(Dataset entries)
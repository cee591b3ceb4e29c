// ── Formatting helpers ───────────────────────────────────────────────────────

pub fn format_ms(ms: Option<i64>) -> String {
    match ms {
        Some(ms) => format!("{ms}ms"),
        None => "-".to_string(),
    }
}

pub fn format_rate(rate: Option<f64>) -> String {
    match rate {
        Some(rate) if rate.is_finite() => format!("{rate:.2}%"),
        _ => "-".to_string(),
    }
}

/// Thousands-separated integer, e.g. `1234567` -> `1,234,567`
pub fn format_count(count: i64) -> String {
    let digits = count.unsigned_abs().to_string();
    let mut out = String::with_capacity(digits.len() + digits.len() / 3 + 1);
    if count < 0 {
        out.push('-');
    }
    for (idx, ch) in digits.chars().enumerate() {
        if idx > 0 && (digits.len() - idx) % 3 == 0 {
            out.push(',');
        }
        out.push(ch);
    }
    out
}

pub fn format_requests(count: i64) -> String {
    format!("{} req", format_count(count))
}

pub fn format_avg_per_minute(rate: f64) -> String {
    format!("{rate:.1} req/min")
}

pub fn format_max_per_minute(rate: i64) -> String {
    format!("{} req/min", format_count(rate))
}

/// Round half away from zero to one decimal; display only
pub fn round_one_decimal(value: f64) -> f64 {
    (value * 10.0).round() / 10.0
}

Activity: Above are the records. Copy the lines beginning at the one that has "pub fn format_rate(rate: Option<f64>)" and ending with the one that has "let digits = count.unsigned_abs().to_string();", unchanged.

Exercise answer:
pub fn format_rate(rate: Option<f64>) -> String {
    match rate {
        Some(rate) if rate.is_finite() => format!("{rate:.2}%"),
        _ => "-".to_string(),
    }
}

/// Thousands-separated integer, e.g. `1234567` -> `1,234,567`
pub fn format_count(count: i64) -> String {
    let digits = count.unsigned_abs().to_string();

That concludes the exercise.